With the year 2000 approaching, the Palestinian authorities began a fairly frantic effort to spruce up what was a very tired city. Little was done to change the actual conditions of life in Bethlehem, but much was done to make the city appear attractive to tourists.

The streets of central Bethlehem had been paved with asphalt, but in the runup to the Bethlehem 2000 celebrations Europeans funded repaving some of the streets with stone. Late in 1998, when this picture was taken, the work was underway, and Bethlehemites complained about the difficulty of driving with so many streets closed for repair. To a pedestrian, the same closure was a whiff of the past, when there were no sounds of mechanized transport.

A completed stone pavement a hundred yards west of the Church of the Nativity. The hope was that owners would undertake at their own expense the renewal of what's behind the facades. So long as an old rent-control law caps the very low rents owners can charge, the prospects are remote.

Manger Square, freshly paved with limestone flags laid in a quasi-star pattern. The Church of the Nativity is in the background.

Asphalt remained on the steep ridge-crossing road. The Church of the Nativity is just off to the upper left. The woman is passing the "ein," or village spring. Actually, it's not a spring at all, merely a spot where the aqueduct that once brought water from Solomon's Pools to Jerusalem entered a tunnel under the ridge. Village women came here for water until the Jordanians introduced a piped supply. At the time the picture was taken, the "ein" was in a state of disrepair, shown close-up in the next picture.

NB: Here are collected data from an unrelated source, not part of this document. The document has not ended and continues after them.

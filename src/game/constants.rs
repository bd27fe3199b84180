//! Gameplay and simulation constants
//!
//! Tunables that are not exposed through `ServerConfig` live here,
//! grouped by the system that reads them.

/// Simulation clock constants
pub mod sim {
    /// Default server tick rate in Hz
    pub const TICK_RATE: u32 = 60;
    /// Tick duration in milliseconds (integer arena clock)
    pub const TICK_DURATION_MS: u64 = 1000 / TICK_RATE as u64;
    /// Maximum speed of any body in world units per second
    pub const MAX_VELOCITY: f32 = 900.0;
    /// Velocity drag per second (fraction retained is `1 - DRAG * dt`)
    pub const DRAG: f32 = 0.35;
}

/// Ship resource limits and thermal model
pub mod ship {
    pub const MAX_INTEGRITY: f32 = 100.0;
    pub const MAX_FUEL: f32 = 100.0;
    pub const MAX_AMMO: f32 = 100.0;
    /// Resting temperature, coolant can never push a ship below this
    pub const AMBIENT_TEMPERATURE: f32 = 20.0;
    /// Above this temperature the hull takes overheat damage
    pub const SAFE_TEMPERATURE: f32 = 100.0;
    /// Passive cooling in degrees per second
    pub const COOLING_PER_SECOND: f32 = 12.0;
    /// Overheat damage per degree above `SAFE_TEMPERATURE` per second
    pub const OVERHEAT_DAMAGE_PER_DEGREE_SECOND: f32 = 0.05;
    /// Collision radius used when registering ships with the physics service
    pub const RADIUS: f32 = 24.0;
    /// Minimum closing speed for a ship-ship contact to deal ramming damage
    pub const RAM_MIN_SPEED: f32 = 60.0;
    /// Ramming damage per unit of closing speed
    pub const RAM_DAMAGE_FACTOR: f32 = 0.05;
}

/// Attachment slot ring and module tuning
pub mod attachment {
    /// Number of directional slots around a ship
    pub const SLOT_COUNT: usize = 8;
    /// Angular spacing between slots in degrees
    pub const SLOT_ANGLE: f32 = 360.0 / SLOT_COUNT as f32;
    /// Debounce window for slot rotation
    pub const ROTATION_DELAY_MS: u64 = 100;
    /// Speed added along the heading when an attachment is thrown
    pub const THROW_FORCE: f32 = 360.0;
    /// How long a thrown attachment stays "thrown" (no re-pickup, deals impact damage)
    pub const THROWN_GRACE_MS: u64 = 1_500;
    /// Damage dealt to a ship struck by a thrown attachment
    pub const THROWN_ATTACHMENT_DAMAGE: f32 = 15.0;
    /// Floating attachments nobody picks up are removed after this long
    pub const FLOATING_TTL_MS: u64 = 30_000;
    pub const MAX_INTEGRITY: f32 = 60.0;
    pub const RADIUS: f32 = 10.0;

    /// Thruster tuning
    pub mod thruster {
        /// Acceleration in world units per second squared
        pub const THRUST: f32 = 160.0;
        pub const FUEL_PER_SECOND: f32 = 4.0;
        pub const HEAT_PER_SECOND: f32 = 3.0;
    }

    /// Cannon tuning
    pub mod cannon {
        pub const DAMAGE: f32 = 40.0;
        pub const COOLDOWN_MS: u64 = 800;
        pub const BULLET_SPEED: f32 = 520.0;
        pub const HEAT_PER_SHOT: f32 = 9.0;
        pub const AMMO_PER_SHOT: f32 = 2.0;
    }

    /// Machine gun tuning
    pub mod machine_gun {
        pub const DAMAGE: f32 = 8.0;
        pub const COOLDOWN_MS: u64 = 120;
        pub const BULLET_SPEED: f32 = 720.0;
        pub const HEAT_PER_SHOT: f32 = 2.0;
        pub const AMMO_PER_SHOT: f32 = 1.0;
    }
}

/// Projectile constants
pub mod bullet {
    pub const LIFETIME_MS: u64 = 2_000;
    pub const RADIUS: f32 = 3.0;
    /// Bullets spawn this far outside the hull so they never start inside their owner
    pub const MUZZLE_OFFSET: f32 = super::ship::RADIUS + 6.0;
}

/// Loot ejected when a ship is destroyed
pub mod supply {
    /// Largest amount of ammo a single container carries
    pub const MAX_AMMO: f32 = 25.0;
    /// Largest amount of fuel a single container carries
    pub const MAX_FUEL: f32 = 25.0;
    /// Temperature removed by a coolant container
    pub const COOLANT_AMOUNT: f32 = 40.0;
    /// Integrity restored by a repairs container
    pub const REPAIRS_AMOUNT: f32 = 30.0;
    /// Remainders smaller than this are not worth a container
    pub const MIN_AMOUNT: f32 = 1.0;
    /// Delay until a supply starts flickering
    pub const FLICKER_AFTER_MS: u64 = 15_000;
    /// Delay between flickering and unconditional removal
    pub const REMOVE_AFTER_MS: u64 = 3_000;
    /// Maximum scatter speed given to ejected containers
    pub const SCATTER_SPEED: f32 = 40.0;
    pub const RADIUS: f32 = 12.0;
}

/// Wire limits
pub mod net {
    /// Maximum framed message size
    pub const MAX_MESSAGE_SIZE: usize = 65536;
    /// Capacity of the inbound message queue between transport and simulation
    pub const INBOUND_QUEUE_CAPACITY: usize = 4096;
    /// Frames buffered per connection before new ones are dropped
    pub const OUTBOUND_QUEUE_CAPACITY: usize = 256;
}

/// Identity validation limits
pub mod identity {
    pub const MAX_FINGERPRINT_LEN: usize = 64;
    pub const MAX_NAME_LEN: usize = 16;
}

Before the "Bethlehem 2000" upgrade.

By 1999 the "ein" had been cleaned up. Unfortunately, the conduit from Solomon's Pools had not been restored, so the "ein" remained dry.

A sign identifies the foreign donors who paid for the restoration work. The Church of the Nativity lies up the hill to the left, and the original conduit carried water in a tunnel underneath the square in front of the church. Several hundred yards to the left, the conduit once again emerges at the surface and can be traced most of the way to Jerusalem.

The British market was torn down to make way for a "Bethlehem 2000" market. The design bears little if any resemblance to anything ever seen in Bethlehem.

Another picture of the new market under construction. The buildings are concrete, with a thin stone veneer, typical of modern construction methods in Jerusalem as well as the West Bank. In the foreground, a few determined merchants attempt to sell vegetables, including industrial-strength cauliflowers.